Continua a far discutere a Pavia il progetto avviato da Aler per la riconversione di 46 alloggi popolari in uno studentato diffuso da 170 posti letto. Un intervento che prevede il trasferimento degli inquilini attualmente presenti in altre sistemazioni e che ha suscitato perplessità e critiche da parte di diversi esponenti del territorio. Tra questi anche l’assessore comunale alla Casa, Francesco Brendolise, che ha espresso una netta contrarietà rispetto alla scelta dell’azienda per l’edilizia residenziale pubblica.
Secondo Brendolise, il progetto rischia di aggravare una situazione abitativa già particolarmente delicata. In una città dove il tema della casa è sempre più centrale e dove si contano centinaia di alloggi popolari sfitti, la trasformazione di appartamenti destinati alle famiglie in residenze per studenti viene considerata una decisione poco lungimirante.
L’assessore sottolinea come la realizzazione di nuovi studentati sia certamente importante per rispondere alle esigenze della popolazione universitaria, ma ritiene che tali interventi non debbano avvenire a discapito delle famiglie. Al contrario, secondo la sua visione, nuove strutture dedicate agli studenti dovrebbero contribuire a liberare ulteriori alloggi destinati all’edilizia residenziale, aumentando così l’offerta per chi è in difficoltà.
Brendolise richiama inoltre l’attenzione sulla crescente emergenza abitativa che coinvolge non soltanto le fasce economicamente più fragili, ma anche molte persone che, pur non avendo i requisiti per accedere alle case popolari, faticano a sostenere il costo degli affitti e delle spese quotidiane. Una realtà che, a suo giudizio, richiederebbe politiche capaci di ampliare le opportunità abitative piuttosto che ridurle.
L’assessore punta il dito anche contro gli indirizzi regionali che avrebbero favorito questa operazione, ritenendo che la decisione non tenga sufficientemente conto delle esigenze specifiche del territorio pavese. Pur riconoscendo che il Comune non ha competenza diretta sulle scelte di Aler, evidenzia come l’orientamento dell’amministrazione sarebbe stato diverso qualora avesse potuto incidere sul progetto.

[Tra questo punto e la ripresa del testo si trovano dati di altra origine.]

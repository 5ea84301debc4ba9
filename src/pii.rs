//! PII field decryption (AES-256-GCM).
//!
//! The identity provider returns user attributes encrypted one field at a
//! time. Each field is standard base64 over
//!
//! ```text
//! IV (12 bytes) ‖ ciphertext (N bytes) ‖ tag (16 bytes)
//! ```
//!
//! and is authenticated with a shared AAD string. A field that fails to
//! decode or authenticate fails the whole record.

use std::fmt;

use aes_gcm::aead::{Aead, AeadCore, KeyInit, OsRng, Payload};
use aes_gcm::{Aes256Gcm, Nonce};
use base64::Engine as _;
use base64::engine::general_purpose::STANDARD;
use serde_json::{Map, Value};

use crate::{Error, Result};

/// AES-GCM nonce length in bytes.
pub const IV_LEN: usize = 12;

/// AES-GCM tag length in bytes.
pub const TAG_LEN: usize = 16;

/// Fields of a user-info object that carry encrypted values.
pub const PII_FIELDS: [&str; 7] = [
    "ci",
    "name",
    "phone",
    "gender",
    "nationality",
    "birthday",
    "email",
];

/// AES-256 key for PII fields.
#[derive(Clone)]
pub struct DecryptionKey {
    cipher: Aes256Gcm,
}

impl DecryptionKey {
    /// Build a key from 32 raw bytes.
    ///
    /// # Errors
    ///
    /// Returns [`Error::Config`] if `bytes` is not exactly 32 bytes long.
    pub fn from_bytes(bytes: &[u8]) -> Result<Self> {
        let cipher = Aes256Gcm::new_from_slice(bytes).map_err(|_| {
            Error::Config(format!(
                "decryption key must be 32 bytes, got {}",
                bytes.len()
            ))
        })?;
        Ok(Self { cipher })
    }

    /// Build a key from its base64 form.
    pub fn from_base64(encoded: &str) -> Result<Self> {
        let bytes = STANDARD
            .decode(encoded.trim())
            .map_err(|e| Error::Config(format!("decryption key is not valid base64: {e}")))?;
        Self::from_bytes(&bytes)
    }
}

impl fmt::Debug for DecryptionKey {
    fn fmt(&self, f: &mut fmt::Formatter<'_>) -> fmt::Result {
        f.write_str("DecryptionKey(..)")
    }
}

/// Decrypt one encrypted field.
///
/// # Errors
///
/// Returns [`Error::Decryption`] if the input is not base64, is shorter than
/// IV plus tag, fails authentication, or is not UTF-8 plaintext.
pub fn decrypt_field(encoded: &str, key: &DecryptionKey, aad: &str) -> Result<String> {
    let data = STANDARD
        .decode(encoded)
        .map_err(|e| Error::Decryption(format!("field is not valid base64: {e}")))?;

    if data.len() < IV_LEN + TAG_LEN {
        return Err(Error::Decryption(format!(
            "field too short: {} bytes, need at least {}",
            data.len(),
            IV_LEN + TAG_LEN
        )));
    }

    let (iv, ciphertext_and_tag) = data.split_at(IV_LEN);
    let iv: [u8; IV_LEN] = iv
        .try_into()
        .map_err(|_| Error::Decryption("malformed IV".to_string()))?;

    let plaintext = key
        .cipher
        .decrypt(
            &Nonce::from(iv),
            Payload {
                msg: ciphertext_and_tag,
                aad: aad.as_bytes(),
            },
        )
        .map_err(|_| Error::Decryption("authentication tag mismatch".to_string()))?;

    String::from_utf8(plaintext)
        .map_err(|e| Error::Decryption(format!("plaintext is not UTF-8: {e}")))
}

/// Encrypt a value into the same wire framing with a fresh random IV.
pub fn encrypt_field(plaintext: &str, key: &DecryptionKey, aad: &str) -> Result<String> {
    let nonce = Aes256Gcm::generate_nonce(&mut OsRng);
    let ciphertext_and_tag = key
        .cipher
        .encrypt(
            &nonce,
            Payload {
                msg: plaintext.as_bytes(),
                aad: aad.as_bytes(),
            },
        )
        .map_err(|_| Error::Decryption("encryption failed".to_string()))?;

    let mut framed = Vec::with_capacity(IV_LEN + ciphertext_and_tag.len());
    framed.extend_from_slice(&nonce);
    framed.extend_from_slice(&ciphertext_and_tag);
    Ok(STANDARD.encode(framed))
}

/// Decrypt the PII fields of a user-info object.
///
/// Each of [`PII_FIELDS`] becomes its plaintext when the input holds a
/// string there and `null` otherwise. Every other field is copied as is.
/// Non-object input is treated as an empty object.
///
/// # Errors
///
/// Fails on the first field that does not decrypt; no partial record is
/// returned.
pub fn decrypt_record(record: &Value, key: &DecryptionKey, aad: &str) -> Result<Value> {
    let mut out: Map<String, Value> = record.as_object().cloned().unwrap_or_default();

    for field in PII_FIELDS {
        let decrypted = match record.get(field) {
            Some(Value::String(encrypted)) => Value::String(
                decrypt_field(encrypted, key, aad)
                    .map_err(|e| Error::Decryption(format!("field '{field}': {e}")))?,
            ),
            _ => Value::Null,
        };
        out.insert(field.to_string(), decrypted);
    }

    Ok(Value::Object(out))
}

Tra le preoccupazioni espresse vi è anche il timore che, una volta trasformati in studentato, questi appartamenti non tornino più alla loro destinazione originaria di edilizia pubblica per le famiglie, riducendo in modo permanente il patrimonio abitativo disponibile.
La questione si inserisce in un dibattito più ampio sul caro affitti che da alcuni anni interessa Pavia, seguendo una tendenza già evidente in grandi centri universitari come Milano e Firenze. Sul tema è intervenuto recentemente anche il vescovo di Pavia, Corrado Sanguineti, che ha invitato istituzioni ed enti pubblici e privati a mantenere un equilibrio tra le esigenze degli studenti e quelle delle famiglie, entrambe alle prese con un mercato immobiliare sempre più difficile.
L’amministrazione comunale rivendica intanto le misure adottate per affrontare il problema abitativo. Tra queste figura il nuovo Piano Casa, che prevede per le aree di trasformazione urbanistica una quota aggiuntiva del 20 per cento destinata all’edilizia convenzionata. Uno strumento che punta ad aumentare l’offerta di abitazioni a prezzi più accessibili e a fornire una risposta concreta alle esigenze di una città in continua evoluzione.